Sous l’intendance de Shinzo Abe, le Japon est devenu un leader mondial en
matière de dette, de dévaluation monétaire et d’inflation. Malheureusement
pour les Japonais, l’Abénomie entraîne aussi le
Japon vers une dépression hyper-inflationniste. La première de ses trois
flèches est venue transpercer le yen et faire un trou béant dans les
portefeuilles des citoyens de son pays.
La Banque du Japon a parié
tous ses jetons sur l’hypothèse que l’inflation pourrait régler tous les
problèmes économiques du pays. Faire de la déflation l’ennemi public numéro
un est bien pratique pour un pays dont le ratio dette/PIB est le plus élevé
du monde. Afin de mettre fin à la déflation, la banque centrale a acheté 70%
des obligations japonaises nouvellement émises. Toute cette impression
monétaire a pour objectif de faire grimper les prix, et il faut dire qu’elle
a jusqu’à présent été un véritable succès. Les prix à la consommation ont
enregistré en août une hausse de 3,1% sur un an. Les prix de l’essence, de
l’électricité et de l’eau ont gagné 6,4% sur l’année. Mais à mesure que les
salaires réels continuent de baisser, les yeux du taureau restent fixés sur
la classe moyenne.
Dans l’univers absurde de l’Abénomie, où l’inflation est perçue comme la mère de la
croissance, une hausse de 3,1% de l’ICP semble insuffisante. La raison en est
que le taux de base de 1,1% est bien en-dessous du taux de base de 2% espéré.

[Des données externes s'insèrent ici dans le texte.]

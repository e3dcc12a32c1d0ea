use mailroom_utils_rs::collections::Element;
use serde::{Deserialize, Serialize};

use crate::actor::actor_id::ActorId;

/// A delivered payload together with the id of the actor that sent it.
///
/// Built at send time and consumed once on receive; never mutated.
#[derive(Debug, Clone, PartialEq, Eq, Serialize, Deserialize)]
pub struct Message<P> {
  payload: P,
  sender: ActorId,
}

impl<P> Message<P> {
  pub fn new(payload: P, sender: ActorId) -> Self {
    Self { payload, sender }
  }

  pub fn payload(&self) -> &P {
    &self.payload
  }

  pub fn sender(&self) -> &ActorId {
    &self.sender
  }

  pub fn into_parts(self) -> (P, ActorId) {
    (self.payload, self.sender)
  }
}

impl<P: Element> Element for Message<P> {}
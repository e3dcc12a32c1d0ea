use crate::actor::config::Config;

#[derive(Debug, Clone)]
pub enum ConfigOption {
  SetMailboxCapacity(usize),
  SetLogPrefix(String),
}

impl ConfigOption {
  pub fn apply(&self, config: &mut Config) {
    match self {
      ConfigOption::SetMailboxCapacity(capacity) => {
        config.mailbox_capacity = *capacity;
      }
      ConfigOption::SetLogPrefix(prefix) => {
        config.log_prefix = prefix.clone();
      }
    }
  }

  pub fn with_mailbox_capacity(capacity: usize) -> ConfigOption {
    ConfigOption::SetMailboxCapacity(capacity)
  }

  pub fn with_log_prefix(prefix: impl Into<String>) -> ConfigOption {
    ConfigOption::SetLogPrefix(prefix.into())
  }
}
use crate::actor::actor_id::BROADCAST;
use crate::actor::dispatch::Dispatcher;
use crate::actor::mailbox_registry::MailboxRegistry;

#[tokio::test]
async fn test_run_drains_actors_in_given_order() {
  let registry = MailboxRegistry::<String>::new(3).unwrap();
  let a1 = registry.register("1").await.unwrap();
  let a2 = registry.register("2").await.unwrap();
  let a3 = registry.register("3").await.unwrap();

  a1.send("to 2".to_string(), "2").await.unwrap();
  a3.send("to all".to_string(), BROADCAST).await.unwrap();

  let outcomes = Dispatcher::new().run(&[a3.clone(), a2.clone(), a1.clone()]).await;

  let order = outcomes.iter().map(|o| o.actor_id.to_string()).collect::<Vec<_>>();
  assert_eq!(order, vec!["3", "2", "1"]);
  assert!(outcomes[0].messages.is_empty());
  let to_two = outcomes[1].messages.iter().map(|m| m.payload().as_str()).collect::<Vec<_>>();
  assert_eq!(to_two, vec!["to 2", "to all"]);
  assert_eq!(outcomes[2].messages.len(), 1);

  let snapshot = registry.counters().snapshot();
  assert_eq!(snapshot.messages_sent, 3);
  assert_eq!(snapshot.messages_processed, 3);
  assert_eq!(registry.pending().await, 0);
}

#[tokio::test]
async fn test_run_with_no_actors() {
  let outcomes = Dispatcher::new().run::<String>(&[]).await;
  assert!(outcomes.is_empty());
}

#[tokio::test]
async fn test_run_only_touches_given_actors() {
  let registry = MailboxRegistry::<u32>::new(3).unwrap();
  let a1 = registry.register("1").await.unwrap();
  let a2 = registry.register("2").await.unwrap();

  a2.send(1, "1").await.unwrap();
  a1.send(2, "2").await.unwrap();

  let outcomes = Dispatcher::new().with_log_prefix("[d] ").run(&[a1]).await;
  assert_eq!(outcomes.len(), 1);
  assert_eq!(outcomes[0].messages[0].payload(), &1);
  assert_eq!(registry.pending().await, 1);
  assert_eq!(a2.receive_many().await.len(), 1);
}
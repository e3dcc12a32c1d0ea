//! Core functionality for the mailroom actor messaging system.

pub mod actor;

pub use actor::*;
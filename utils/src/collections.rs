mod dash_map_ext;
mod element;
mod queue;

pub use self::{dash_map_ext::*, element::*, queue::*};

En conséquence, et comme nous pouvions nous y attendre, les experts
économiques lobotomisés du pays tout entier appellent à davantage
d’impression monétaire de la part de la Banque du Japon.
Cette expérience du Japon avec
l’Abénomie pourrait être plus intéressante encore
si nous ne savions pas comment elle allait se terminer. Cette expérience, que
l’on appelle monétisation massive de la dette, a déjà été testée par des pays
tels que l’Allemagne de Weimar et, plus récemment, le Zimbabwe, et a eu à
chaque fois des conséquences déplorables. L’idée qu’il soit possible d’avoir
recours à l’inflation pour générer de la croissance génère des bulles sur les
obligations japonaises et les actions. La Banque du Japon ne cesse plus
d’imprimer de l’argent pour monétiser la dette de son pays et acheter des
actions. Son portefeuille d’actions est désormais estimé à 7 trillions de
yens (63,6 milliards de dollars). Et tout cela n’a rien fait pour faire
grimper le PIB réel, équilibrer les échanges commerciaux ou stimuler les
salaires réels. A dire vrai, la production industrielle a perdu 1 ,5%
sur un mois en août, et les dépenses des ménages japonais ont chuté de 4,7%.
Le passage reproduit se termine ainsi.